When I do:
struct TwoArrays<T, U> {
let i : Array<T>
let j : Array<U>
}
then
func testFromForum() {
print(Date(), getMemoryUsageString()!, "Creating random large column values...")
let numRows = 50_000_000
let doublesColumn: [Double] = (0..<numRows).map { Double.random(in: 0.0...Double($0)) }
let intsColumn: [Int] = (0..<numRows).map { Int.random(in: 0...$0) }
print(intsColumn.count, doublesColumn.count)
print(Date(), getMemoryUsageString()!, "Done creating random columns")
let largeColumns = TwoArrays(i: intsColumn,
j: doublesColumn)
print(Date(), getMemoryUsageString()!, "Done creating array of arrays")
}
(the same as the original code but just using a struct instead of an array of a different type)
The results are what you'd expect:
020-10-19 21:23:34 +0000 22.6 MB Creating random large column values...
50000000 50000000
2020-10-19 21:25:16 +0000 823 MB Done creating random columns
2020-10-19 21:25:16 +0000 823 MB Done creating array of arrays
In the code with an array of BaseArrowArrayElement it copies everything to an array with a larger stride when you create the new array. With the struct you get the copy-on-write optimization (or really the lack of always-copy dis-optimization I guess).

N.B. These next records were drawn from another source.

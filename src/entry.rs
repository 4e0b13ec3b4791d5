use std::{
    any::Any,
    fmt,
    sync::Arc,
};

use crate::Kind;

/// A single type-erased metadata value together with its [`Kind`].
///
/// Entries are shared, not copied: cloning an entry clones the `Arc` around
/// the value. Stored values should be immutable (or only use interior
/// mutability that is safe to observe from several holders), since the
/// container hands out shared references to them.
///
/// Note that the kind is taken from the static type passed to
/// [`Entry::new`]. Wrapping a value twice (`Entry::new(Arc::new(x))`) yields
/// an entry of kind `Arc<X>`, not `X`; use [`Entry::from_arc`] for values that
/// are already shared.
///
/// Entries never nest: passing an `Entry` to [`Entry::new`] or
/// [`Entry::from_arc`] returns that entry, keeping the kind of its value.
#[derive(Clone)]
pub struct Entry {
    kind: Kind,
    value: Arc<dyn Any + Send + Sync>,
}

impl Entry {
    pub fn new<T: Any + Send + Sync>(value: T) -> Self {
        if let Some(entry) = (&value as &dyn Any).downcast_ref::<Entry>() {
            return entry.clone();
        }
        Self::from_arc(Arc::new(value))
    }

    /// Wrap a value that is already behind an `Arc` without reallocating it.
    pub fn from_arc<T: Any + Send + Sync>(value: Arc<T>) -> Self {
        if let Some(entry) = (&*value as &dyn Any).downcast_ref::<Entry>() {
            return entry.clone();
        }
        Self {
            kind: Kind::of::<T>(),
            value,
        }
    }

    #[inline]
    pub fn kind(&self) -> Kind {
        self.kind
    }

    #[inline]
    pub fn is<T: Any>(&self) -> bool {
        self.kind.is::<T>()
    }

    /// Borrow the value as `T`, if it is of that kind.
    pub fn downcast_ref<T: Any>(&self) -> Option<&T> {
        (*self.value).downcast_ref::<T>()
    }

    /// Get a shared handle to the value as `T`, if it is of that kind.
    pub fn downcast<T: Any + Send + Sync>(&self) -> Option<Arc<T>> {
        Arc::clone(&self.value).downcast::<T>().ok()
    }
}

impl fmt::Debug for Entry {
    fn fmt(&self, f: &mut fmt::Formatter<'_>) -> fmt::Result {
        f.debug_tuple("Entry").field(&self.kind.name()).finish()
    }
}
//! Courier - typed message metadata
//!
//! A small toolkit for attaching context to messages without coupling the
//! producers and consumers of that context:
//!
//! - [`Metadata`]: immutable bag holding at most one value per type, with
//!   copy-on-write `with` / `without` updates.
//! - [`Message`]: contract every message implements (payload, metadata, ack),
//!   and [`Envelope`], its generic implementation.
//! - [`bus`]: an in-process event bus, used as the reference transport
//!   adapter for the [`Message`] contract.
//!
//! ```rust
//! use courier::{Envelope, Message, metadata};
//!
//! #[derive(Debug, PartialEq)]
//! struct Tenant(&'static str);
//!
//! #[derive(Debug, PartialEq)]
//! struct TraceId(u128);
//!
//! let envelope = Envelope::new("order-created")
//!     .with_metadata(metadata![Tenant("acme")]?)
//!     .add_metadata(TraceId(42));
//!
//! assert_eq!(envelope.metadata_of::<Tenant>(), Some(&Tenant("acme")));
//! assert_eq!(envelope.metadata().len(), 2);
//! # Ok::<(), courier::Error>(())
//! ```
//!
//! See `demos/trace_context.rs` for a complete flow over the bus.

mod config;
mod entry;
mod envelope;
mod error;
mod kind;
mod message;
mod metadata;
mod overflow_policy;

pub mod bus;

pub use config::Config;
pub use entry::Entry;
pub use envelope::{Acker, Envelope};
pub use error::Error;
pub use kind::Kind;
pub use message::{AckFuture, Message};
pub use metadata::Metadata;
pub use overflow_policy::OverflowPolicy;

pub type Result<T = ()> = std::result::Result<T, Error>;
pub type MessageId = u128;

looking at that array of protocol type it seems like what you're trying to do is make an array of heterogenous arrays (like a data frame of the column vectors). I think that might be where things get weird--I could not get the code to compile like that (although I was glomming it over pretty quickly).
Making a data-frame like collection of heterogeneous-type arrays is kind of hard to do without variadic generics. You probably need to have a bunch of types with various numbers of generic parameters to manage that right now, or maybe something where you have an array of arrays of Int, array of arrays of double, etc, with metadata to keep track of which is which, like (untested):
enum IntOrDouble {
case integer
case double
}
struct Whatever {
var integerColumns: Array<Array<Int>>
var doubleColumns: Array<Array<Double>>
var fieldMetadata: (String, IntOrDouble, Int) // where first field is the name,
//the second is which array to use, the third is the index in the array
}
and you just put more stuff in there to add more kinds of column.
There is a bunch of ABI and memory layout documentation that I learned a lot from at different times. I think the ABI Stability Manifesto stuff is the place to start: swift/ABIStabilityManifesto.md at main · apple/swift · GitHub but I might be forgetting another good layout document that goes through the actual layout of bytes.